╭─ Input

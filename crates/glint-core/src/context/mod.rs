// Copyright 2025 eraflo
//
// Licensed under the Apache License, Version 2.0 (the "License");
// you may not use this file except in compliance with the License.
// You may obtain a copy of the License at
//
//     http://www.apache.org/licenses/LICENSE-2.0
//
// Unless required by applicable law or agreed to in writing, software
// distributed under the License is distributed on an "AS IS" BASIS,
// WITHOUT WARRANTIES OR CONDITIONS OF ANY KIND, either express or implied.
// See the License for the specific language governing permissions and
// limitations under the License.

//! The resource factory.
//!
//! A [`Context`] owns a [`GlDriver`] and is the only way to create resources. Every
//! creation validates its arguments before issuing a driver call, and nothing is returned
//! until the driver object is fully configured.

mod assembler;
mod binder;
mod program;
mod properties;
mod scope;
mod settings;
mod transfer;

pub use self::settings::{ContextSettings, SettingsError};

use self::scope::BindScope;
use crate::renderer::api::texture::{validate_alignment, validate_components, validate_samples};
use crate::renderer::api::*;
use crate::renderer::error::ResourceError;
use crate::renderer::traits::GlDriver;
use std::cell::{Cell, OnceCell};

/// A graphics context: the driver connection plus the state this layer keeps about it.
///
/// A context is bound to the thread its driver is current on.
#[derive(Debug)]
pub struct Context {
    id: ContextId,
    driver: Box<dyn GlDriver>,
    settings: ContextSettings,
    max_texture_units: u32,
    default_texture_unit: Cell<u32>,
    wireframe: Cell<bool>,
    default_framebuffer: OnceCell<Framebuffer>,
}

impl Context {
    /// Wraps a driver whose context is current on this thread and applies the initial
    /// state from `settings`.
    pub fn new(driver: Box<dyn GlDriver>, settings: ContextSettings) -> Result<Self, ResourceError> {
        let max_texture_units =
            u32::try_from(driver.get_integer(IntegerParam::MaxTextureImageUnits))
                .unwrap_or(0)
                .max(1);

        let default_texture_unit = match settings.default_texture_unit {
            Some(unit) if unit >= max_texture_units => {
                return Err(ResourceError::InvalidTextureUnit {
                    unit,
                    max: max_texture_units,
                });
            }
            Some(unit) => unit,
            None => max_texture_units - 1,
        };

        if settings.alpha_blending_func {
            driver.blend_func(BlendFactor::SrcAlpha, BlendFactor::OneMinusSrcAlpha);
        }
        if settings.primitive_restart {
            driver.enable(EnableFlag::PrimitiveRestartFixedIndex);
        }

        let context = Self {
            id: ContextId::next(),
            driver,
            settings,
            max_texture_units,
            default_texture_unit: Cell::new(default_texture_unit),
            wireframe: Cell::new(false),
            default_framebuffer: OnceCell::new(),
        };

        log::info!(
            "Context created: vendor={}, renderer={}, version={}",
            context.driver.get_string(StringName::Vendor).as_deref().unwrap_or("unknown"),
            context.driver.get_string(StringName::Renderer).as_deref().unwrap_or("unknown"),
            context.driver.get_string(StringName::Version).as_deref().unwrap_or("unknown"),
        );
        log::debug!(
            "{} texture units, uploads go through unit {}",
            max_texture_units,
            default_texture_unit
        );

        Ok(context)
    }

    /// The identity token resources created here carry.
    pub fn id(&self) -> ContextId {
        self.id
    }

    /// The underlying driver.
    pub fn driver(&self) -> &dyn GlDriver {
        self.driver.as_ref()
    }

    /// The settings the context was created with.
    pub fn settings(&self) -> &ContextSettings {
        &self.settings
    }

    /// Releases the driver objects of a resource created by this context.
    ///
    /// Releasing twice is a no-op; each driver delete happens once.
    pub fn release<R: GpuResource>(&self, resource: &mut R) -> Result<(), ResourceError> {
        self.ensure_owned(resource.context_id(), || format!("the {}", R::KIND))?;
        resource.release_with(self.driver());
        Ok(())
    }

    pub(crate) fn ensure_owned(
        &self,
        owner: ContextId,
        what: impl FnOnce() -> String,
    ) -> Result<(), ResourceError> {
        if owner == self.id {
            Ok(())
        } else {
            Err(ResourceError::ForeignContext(what()))
        }
    }

    /// Logs whatever the driver error flag holds, when enabled in the settings.
    pub(crate) fn poll_errors(&self, after: &str) {
        if !self.settings.check_errors {
            return;
        }
        let error = DriverError::from_raw(self.driver.get_error());
        if error != DriverError::NoError {
            log::warn!("Driver reported {error} after creating a {after}");
        }
    }

    /// Creates a buffer from `data`, or with `reserve` uninitialized bytes.
    ///
    /// Exactly one of the two must describe a non-empty buffer.
    pub fn buffer(
        &self,
        data: Option<&[u8]>,
        reserve: usize,
        dynamic: bool,
    ) -> Result<Buffer, ResourceError> {
        if data.is_some() && reserve != 0 {
            return Err(ResourceError::ArgumentConflict("data and reserve"));
        }

        let size = data.map_or(reserve, <[u8]>::len);
        if size == 0 {
            return Err(ResourceError::EmptyBuffer);
        }
        if size > MAX_BUFFER_SIZE {
            return Err(ResourceError::BufferTooLarge(size));
        }

        let handle = self.driver.create_buffer().ok_or(ResourceError::AllocationFailed {
            kind: Buffer::KIND,
        })?;

        let usage = if dynamic {
            BufferUsage::DynamicDraw
        } else {
            BufferUsage::StaticDraw
        };

        {
            let mut scope = BindScope::new(self.driver());
            scope.bind(BindingPoint::ArrayBuffer, Some(handle));
            self.driver.buffer_data(BufferTarget::Array, size, data, usage);
        }

        self.poll_errors(Buffer::KIND);
        log::debug!("Created buffer {} ({size} bytes, {usage:?})", handle.get());

        Ok(Buffer {
            context: self.id,
            state: ResourceState::Live(handle),
            size,
            dynamic,
        })
    }

    /// Creates a color texture, optionally uploading `data`.
    pub fn texture(
        &self,
        descriptor: &TextureDescriptor<'_>,
        data: Option<&[u8]>,
    ) -> Result<Texture, ResourceError> {
        validate_components(descriptor.components)?;
        validate_samples(descriptor.samples)?;
        validate_alignment(descriptor.alignment)?;

        let (width, height) = descriptor.size;
        let image = ImageInfo {
            width,
            height,
            components: descriptor.components,
            samples: descriptor.samples,
            float: descriptor.float,
            depth: false,
        };
        self.create_texture(descriptor.label.as_deref(), image, descriptor.alignment, data)
    }

    /// Creates a single-component float depth texture, optionally uploading `data`.
    pub fn depth_texture(
        &self,
        descriptor: &DepthTextureDescriptor<'_>,
        data: Option<&[u8]>,
    ) -> Result<Texture, ResourceError> {
        validate_samples(descriptor.samples)?;
        validate_alignment(descriptor.alignment)?;

        let (width, height) = descriptor.size;
        let image = ImageInfo {
            width,
            height,
            components: 1,
            samples: descriptor.samples,
            float: true,
            depth: true,
        };
        self.create_texture(descriptor.label.as_deref(), image, descriptor.alignment, data)
    }

    fn create_texture(
        &self,
        label: Option<&str>,
        image: ImageInfo,
        alignment: u32,
        data: Option<&[u8]>,
    ) -> Result<Texture, ResourceError> {
        if image.samples > 0 && data.is_some() {
            return Err(ResourceError::MultisampleWithData);
        }
        if let Some(data) = data {
            let expected = expected_data_size(&image, alignment).unwrap_or(usize::MAX);
            if data.len() != expected {
                return Err(ResourceError::SizeMismatch {
                    expected,
                    actual: data.len(),
                });
            }
        }

        let handle = self.driver.create_texture().ok_or(ResourceError::AllocationFailed {
            kind: Texture::KIND,
        })?;

        let target = TextureTarget::for_samples(image.samples);
        self.driver.active_texture(self.default_texture_unit.get());

        {
            let mut scope = BindScope::new(self.driver());
            scope.bind(target.into(), Some(handle));

            if image.samples > 0 {
                self.driver.tex_image_2d_multisample(
                    image.format(),
                    image.width,
                    image.height,
                    image.samples,
                );
            } else {
                self.driver.pixel_store(PixelStore::PackAlignment, alignment);
                self.driver.pixel_store(PixelStore::UnpackAlignment, alignment);
                self.driver
                    .tex_image_2d(image.format(), image.width, image.height, data);
                self.driver.set_linear_filtering(target);
            }
        }

        self.poll_errors(Texture::KIND);
        log::debug!(
            "Created texture {} '{}' ({}x{}, {:?}, {} samples)",
            handle.get(),
            label.unwrap_or(""),
            image.width,
            image.height,
            image.format(),
            image.samples
        );

        Ok(Texture {
            context: self.id,
            state: ResourceState::Live(handle),
            image,
        })
    }

    /// Creates a color renderbuffer.
    pub fn renderbuffer(
        &self,
        descriptor: &RenderbufferDescriptor<'_>,
    ) -> Result<Renderbuffer, ResourceError> {
        validate_components(descriptor.components)?;
        validate_samples(descriptor.samples)?;

        let (width, height) = descriptor.size;
        self.create_renderbuffer(ImageInfo {
            width,
            height,
            components: descriptor.components,
            samples: descriptor.samples,
            float: descriptor.float,
            depth: false,
        })
    }

    /// Creates a depth renderbuffer.
    pub fn depth_renderbuffer(
        &self,
        size: (u32, u32),
        samples: u32,
    ) -> Result<Renderbuffer, ResourceError> {
        validate_samples(samples)?;

        let (width, height) = size;
        self.create_renderbuffer(ImageInfo {
            width,
            height,
            components: 1,
            samples,
            float: true,
            depth: true,
        })
    }

    pub(crate) fn create_renderbuffer(&self, image: ImageInfo) -> Result<Renderbuffer, ResourceError> {
        let handle = self
            .driver
            .create_renderbuffer()
            .ok_or(ResourceError::AllocationFailed {
                kind: Renderbuffer::KIND,
            })?;

        {
            let mut scope = BindScope::new(self.driver());
            scope.bind(BindingPoint::Renderbuffer, Some(handle));
            self.driver
                .renderbuffer_storage(image.format(), image.width, image.height, image.samples);
        }

        self.poll_errors(Renderbuffer::KIND);
        log::debug!(
            "Created renderbuffer {} ({}x{}, {:?}, {} samples)",
            handle.get(),
            image.width,
            image.height,
            image.format(),
            image.samples
        );

        Ok(Renderbuffer {
            context: self.id,
            state: ResourceState::Live(handle),
            image,
        })
    }
}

╰─

Task goal: Write out exactly the lines above from the line with "with the License." through the line with "create resources. Every", both of them included, and leave out all other lines.

Task result:
// you may not use this file except in compliance with the License.
// You may obtain a copy of the License at
//
//     http://www.apache.org/licenses/LICENSE-2.0
//
// Unless required by applicable law or agreed to in writing, software
// distributed under the License is distributed on an "AS IS" BASIS,
// WITHOUT WARRANTIES OR CONDITIONS OF ANY KIND, either express or implied.
// See the License for the specific language governing permissions and
// limitations under the License.

//! The resource factory.
//!
//! A [`Context`] owns a [`GlDriver`] and is the only way to create resources. Every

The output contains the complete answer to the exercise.